A Franco-Dutch company on Wednesday won a contract to make British passports after the country leaves the EU, in a blow for Brexit campaigners.
“The 11.5 year contract has been awarded to Gemalto after a rigorous, fair and open competition,” Britain’s interior ministry said in a statement.
The £260 million ($370 million, 299 million euros) contract represents a significant saving compared to the £400 million 10-year deal signed with British firm De La Rue in 2009.
The return of blue British passports in place of burgundy-coloured ones synonymous with the European Union was hailed as a symbolic reclamation of sovereignty for those backing Britain’s exit from the bloc.

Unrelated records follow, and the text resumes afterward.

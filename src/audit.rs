//! Audit logging for token security events
//!
//! Writes JSON lines to `<state dir>/token-sessions/audit.log`.
//! On by default; disable with `general.audit_log = false`.

use crate::config::{schema::Config, ConfigManager};
use chrono::Utc;
use std::fs::{self, OpenOptions};
use std::io::Write;
use std::path::{Path, PathBuf};
use tracing::warn;

/// File-based audit logger that appends JSON lines
#[derive(Debug, Clone)]
pub struct AuditLog {
    enabled: bool,
    path: PathBuf,
}

impl AuditLog {
    /// Create a new audit logger from config
    pub fn new(config: &Config) -> Self {
        Self {
            enabled: config.general.audit_log,
            path: ConfigManager::audit_log_path(),
        }
    }

    /// Create an enabled audit logger writing to `path`
    pub fn with_path(path: PathBuf) -> Self {
        Self {
            enabled: true,
            path,
        }
    }

    pub fn path(&self) -> &Path {
        &self.path
    }

    /// Log an audit event as a JSON line
    ///
    /// IO failures are logged and dropped; they never fail the token
    /// operation that produced the event.
    pub fn log(&self, event: &str, data: &serde_json::Value) {
        if !self.enabled {
            return;
        }

        let entry = serde_json::json!({
            "timestamp": Utc::now().to_rfc3339(),
            "event": event,
            "data": data,
        });

        let mut line = match serde_json::to_string(&entry) {
            Ok(s) => s,
            Err(e) => {
                warn!("Failed to serialize audit event: {}", e);
                return;
            }
        };
        line.push('\n');

        if let Err(e) = self.append(&line) {
            warn!("Failed to write audit log: {}", e);
        }
    }

    fn append(&self, line: &str) -> std::io::Result<()> {
        if let Some(parent) = self.path.parent() {
            fs::create_dir_all(parent)?;
        }

        let mut file = OpenOptions::new()
            .create(true)
            .append(true)
            .open(&self.path)?;

        file.write_all(line.as_bytes())?;
        file.flush()
    }
}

UK passports had dark blue covers from 1921, but Britain switched to burgundy from 1988, in common with other passports of what was then the European Community.
Picking a foreign firm over a UK manufacturer provoked an outcry in Britain by some politicians and the country’s pro-Brexit newspapers.
Brexit supporters have said it would be a “national humiliation” if British passports were made in the EU.
A petition run by the Daily Mail to keep production in Britain has topped 330,000 signatures.
Britain’s interior ministry said earlier this month that it had extended the bidding process by two weeks amid the backlash and following a request from De La Rue.
But the British firm said on Wednesday it would not appeal the government’s decision to pick Gemalto and vowed to “assist with transition to the new supplier”.
De La Rue’s contract expires in July 2019 -- after Britain’s departure from the EU next March and the new passport production contract is to begin in October 2019.